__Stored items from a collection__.
*-*-*

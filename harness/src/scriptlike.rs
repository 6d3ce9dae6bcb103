//! Shared driver body for the two ECMAScript-family targets (JavaScript, TypeScript). The two
//! differ only in a leading pragma TypeScript needs to tolerate the driver's dynamically-typed
//! case table; the comparator and result-collection logic are identical.
//!

use crate::template::json_literal;
use crate::HarnessSpec;

const RUNNER_TEMPLATE: &str = r#"
function __judgeCompare(expected, actual) {
  if (expected === null || actual === null) {
    return expected === null && actual === null;
  }
  if (typeof expected === "boolean" || typeof actual === "boolean") {
    return expected === actual;
  }
  if (typeof expected === "number" && typeof actual === "number") {
    if (!Number.isInteger(expected) || !Number.isInteger(actual)) {
      return Math.abs(expected - actual) < 1e-9;
    }
    return expected === actual;
  }
  if (Array.isArray(expected) && Array.isArray(actual)) {
    if (expected.length !== actual.length) {
      return false;
    }
    return expected.every((e, i) => __judgeCompare(e, actual[i]));
  }
  if (typeof expected === "object" && typeof actual === "object") {
    const expectedKeys = Object.keys(expected).sort();
    const actualKeys = Object.keys(actual).sort();
    if (expectedKeys.length !== actualKeys.length) {
      return false;
    }
    if (!expectedKeys.every((k, i) => k === actualKeys[i])) {
      return false;
    }
    return expectedKeys.every((k) => __judgeCompare(expected[k], actual[k]));
  }
  return expected === actual;
}

const __judgeResults = [];
for (const [__caseId, __caseArgs, __caseExpected] of __JUDGE_CASES__) {
  const __start = Date.now();
  try {
    const __actual = __JUDGE_FUNCTION__(...__caseArgs);
    __judgeResults.push({
      id: __caseId,
      pass: __judgeCompare(__caseExpected, __actual),
      actual: __actual,
      expected: __caseExpected,
      runtime_ms: Date.now() - __start,
      error: null,
    });
  } catch (__exc) {
    const __message = `${__exc.name}: ${__exc.message}`.slice(0, 200);
    __judgeResults.push({
      id: __caseId,
      pass: false,
      actual: null,
      expected: __caseExpected,
      runtime_ms: Date.now() - __start,
      error: __message,
    });
  }
}

console.log(JSON.stringify(__judgeResults));
"#;

pub fn generate(spec: &HarnessSpec, leading_pragma: Option<&str>) -> String {
    let mut out = String::new();
    if let Some(pragma) = leading_pragma {
        out.push_str(pragma);
        out.push('\n');
    }
    out.push_str(&spec.source);
    out.push_str("\n\nconst __JUDGE_CASES__ = [\n");
    for case in &spec.cases {
        let args: Vec<String> = spec
            .parameter_names
            .iter()
            .map(|name| json_literal(case.inputs.get(name).unwrap_or(&judge_core::RuntimeValue::Null)))
            .collect();
        out.push_str(&format!(
            "  [{}, [{}], {}],\n",
            json_literal(&judge_core::RuntimeValue::Str(case.id.clone())),
            args.join(", "),
            json_literal(&case.expected_output),
        ));
    }
    out.push_str("];\n");
    out.push_str(&RUNNER_TEMPLATE.replace("__JUDGE_FUNCTION__", &spec.function_name));
    out
}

*-*-*

__TASK STATEMENT__. Go through the records and copy each one exactly.

__RESULT__.
filename harness/src/scriptlike.rs
repository 6d3ce9dae6bcb103
//! Shared driver body for the two ECMAScript-family targets (JavaScript, TypeScript). The two
//! differ only in a leading pragma TypeScript needs to tolerate the driver's dynamically-typed
//! case table; the comparator and result-collection logic are identical.
//!

use crate::template::json_literal;
use crate::HarnessSpec;

const RUNNER_TEMPLATE: &str = r#"
function __judgeCompare(expected, actual) {
  if (expected === null || actual === null) {
    return expected === null && actual === null;
  }
  if (typeof expected === "boolean" || typeof actual === "boolean") {
    return expected === actual;
  }
  if (typeof expected === "number" && typeof actual === "number") {
    if (!Number.isInteger(expected) || !Number.isInteger(actual)) {
      return Math.abs(expected - actual) < 1e-9;
    }
    return expected === actual;
  }
  if (Array.isArray(expected) && Array.isArray(actual)) {
    if (expected.length !== actual.length) {
      return false;
    }
    return expected.every((e, i) => __judgeCompare(e, actual[i]));
  }
  if (typeof expected === "object" && typeof actual === "object") {
    const expectedKeys = Object.keys(expected).sort();
    const actualKeys = Object.keys(actual).sort();
    if (expectedKeys.length !== actualKeys.length) {
      return false;
    }
    if (!expectedKeys.every((k, i) => k === actualKeys[i])) {
      return false;
    }
    return expectedKeys.every((k) => __judgeCompare(expected[k], actual[k]));
  }
  return expected === actual;
}

const __judgeResults = [];
for (const [__caseId, __caseArgs, __caseExpected] of __JUDGE_CASES__) {
  const __start = Date.now();
  try {
    const __actual = __JUDGE_FUNCTION__(...__caseArgs);
    __judgeResults.push({
      id: __caseId,
      pass: __judgeCompare(__caseExpected, __actual),
      actual: __actual,
      expected: __caseExpected,
      runtime_ms: Date.now() - __start,
      error: null,
    });
  } catch (__exc) {
    const __message = `${__exc.name}: ${__exc.message}`.slice(0, 200);
    __judgeResults.push({
      id: __caseId,
      pass: false,
      actual: null,
      expected: __caseExpected,
      runtime_ms: Date.now() - __start,
      error: __message,
    });
  }
}

console.log(JSON.stringify(__judgeResults));
"#;

pub fn generate(spec: &HarnessSpec, leading_pragma: Option<&str>) -> String {
    let mut out = String::new();
    if let Some(pragma) = leading_pragma {
        out.push_str(pragma);
        out.push('\n');
    }
    out.push_str(&spec.source);
    out.push_str("\n\nconst __JUDGE_CASES__ = [\n");
    for case in &spec.cases {
        let args: Vec<String> = spec
            .parameter_names
            .iter()
            .map(|name| json_literal(case.inputs.get(name).unwrap_or(&judge_core::RuntimeValue::Null)))
            .collect();
        out.push_str(&format!(
            "  [{}, [{}], {}],\n",
            json_literal(&judge_core::RuntimeValue::Str(case.id.clone())),
            args.join(", "),
            json_literal(&case.expected_output),
        ));
    }
    out.push_str("];\n");
    out.push_str(&RUNNER_TEMPLATE.replace("__JUDGE_FUNCTION__", &spec.function_name));
    out
}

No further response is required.